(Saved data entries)
· · ·
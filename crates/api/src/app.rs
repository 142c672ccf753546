use axum::{
    middleware,
    routing::{get, post},
    Router,
};
use persistence::repositories::{CallbackRequestRepository, SearchQueryRepository};
use sqlx::PgPool;
use std::sync::Arc;
use std::time::{Duration, Instant};
use thiserror::Error;
use tower_http::{
    compression::CompressionLayer,
    cors::{Any, CorsLayer},
    timeout::TimeoutLayer,
    trace::TraceLayer,
};

use crate::config::Config;
use crate::middleware::{
    metrics_handler, metrics_middleware, rate_limit_middleware, require_admin,
    security_headers_middleware, trace_id, RateLimiterState,
};
use crate::routes::{callbacks, chat, contact, health, site};
use crate::services::email::EmailError;
use crate::services::llm::LlmError;
use crate::services::search::{BraveSearchClient, SearchError};
use crate::services::webpage::{FetchError, WebpageFetcher};
use crate::services::{ChatService, EmailService, LeadMailer, OpenRouterClient, ToolExecutor};

/// A service client that could not be built at startup.
#[derive(Debug, Error)]
pub enum StartupError {
    #[error("email client: {0}")]
    Email(#[from] EmailError),

    #[error("chat client: {0}")]
    Llm(#[from] LlmError),

    #[error("search client: {0}")]
    Search(#[from] SearchError),

    #[error("webpage fetcher: {0}")]
    Fetcher(#[from] FetchError),
}

#[derive(Clone)]
pub struct AppState {
    pub pool: PgPool,
    pub config: Arc<Config>,
    pub rate_limiter: Option<Arc<RateLimiterState>>,
    pub mailer: LeadMailer,
    pub chat: ChatService,
    pub started_at: Instant,
}

impl AppState {
    /// Wires the production service clients from configuration.
    pub fn new(config: Config, pool: PgPool) -> Result<Self, StartupError> {
        let config = Arc::new(config);

        let email = EmailService::new(config.email.clone())?;
        let mailer = LeadMailer::new(email, config.site.url.clone());

        let tools = ToolExecutor::new(
            Arc::new(config.tools.clone()),
            SearchQueryRepository::new(pool.clone()),
            CallbackRequestRepository::new(pool.clone()),
            BraveSearchClient::new(&config.tools)?,
            WebpageFetcher::new(&config.tools)?,
            mailer.clone(),
        );
        let llm = OpenRouterClient::new(&config.chat, &config.site)?;
        let chat = ChatService::new(
            Arc::new(config.chat.clone()),
            Arc::new(llm),
            Arc::new(tools),
        );

        Ok(Self::with_services(config, pool, mailer, chat))
    }

    /// Assembles state around already-built services.
    pub fn with_services(
        config: Arc<Config>,
        pool: PgPool,
        mailer: LeadMailer,
        chat: ChatService,
    ) -> Self {
        let rate_limiter =
            RateLimiterState::new(config.security.rate_limit_per_minute).map(Arc::new);

        Self {
            pool,
            config,
            rate_limiter,
            mailer,
            chat,
            started_at: Instant::now(),
        }
    }
}

pub fn create_app(config: Config, pool: PgPool) -> Result<Router, StartupError> {
    Ok(build_router(AppState::new(config, pool)?))
}

pub fn build_router(state: AppState) -> Router {
    let config = state.config.clone();

    // Permissive unless origins are configured
    let cors = if config.security.cors_origins.is_empty() {
        CorsLayer::new()
            .allow_origin(Any)
            .allow_methods(Any)
            .allow_headers(Any)
    } else {
        use tower_http::cors::AllowOrigin;
        let origins: Vec<_> = config
            .security
            .cors_origins
            .iter()
            .filter_map(|o| o.parse().ok())
            .collect();
        CorsLayer::new()
            .allow_origin(AllowOrigin::list(origins))
            .allow_methods(Any)
            .allow_headers(Any)
    };

    // Public form and chat endpoints, limited per client IP
    let public_posts = Router::new()
        .route("/api/send-email", post(contact::send_email))
        .route("/api/chat", post(chat::chat))
        .route("/api/chat/email-transcript", post(chat::email_transcript))
        .route("/api/admin/login", post(callbacks::admin_login))
        .route_layer(middleware::from_fn_with_state(
            state.clone(),
            rate_limit_middleware,
        ));

    // Dashboard API (x-admin-password)
    let admin_routes = Router::new()
        .route("/api/callbacks", get(callbacks::list_callbacks))
        .route(
            "/api/callbacks/:id",
            get(callbacks::get_callback).patch(callbacks::update_callback_status),
        )
        .route("/api/callbacks-stats", get(callbacks::callback_stats))
        .route("/api/test-schema", get(callbacks::test_schema))
        .route_layer(middleware::from_fn_with_state(state.clone(), require_admin));

    let public_routes = Router::new()
        .route("/health", get(health::health_check))
        .route("/health/ready", get(health::ready))
        .route("/api/chat/config", get(chat::chat_config))
        .route("/metrics", get(metrics_handler));

    Router::new()
        .merge(public_routes)
        .merge(public_posts)
        .merge(admin_routes)
        .merge(site::public_files(&config.server.public_dir))
        // Global middleware (order matters: bottom layers run first)
        .layer(middleware::from_fn_with_state(
            config.security.hsts_enabled,
            security_headers_middleware,
        ))
        // The default predicate already skips text/event-stream
        .layer(CompressionLayer::new())
        .layer(TimeoutLayer::new(Duration::from_secs(
            config.server.request_timeout_secs,
        )))
        .layer(middleware::from_fn(metrics_middleware))
        .layer(TraceLayer::new_for_http())
        .layer(middleware::from_fn(trace_id))
        .layer(cors)
        .with_state(state)
}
· · ·
**Try it:** Look through the entries above; copy each line where the string "LeadMailer" appears.

**Result:**
use crate::services::{ChatService, EmailService, LeadMailer, OpenRouterClient, ToolExecutor};
    pub mailer: LeadMailer,
        let mailer = LeadMailer::new(email, config.site.url.clone());
        mailer: LeadMailer,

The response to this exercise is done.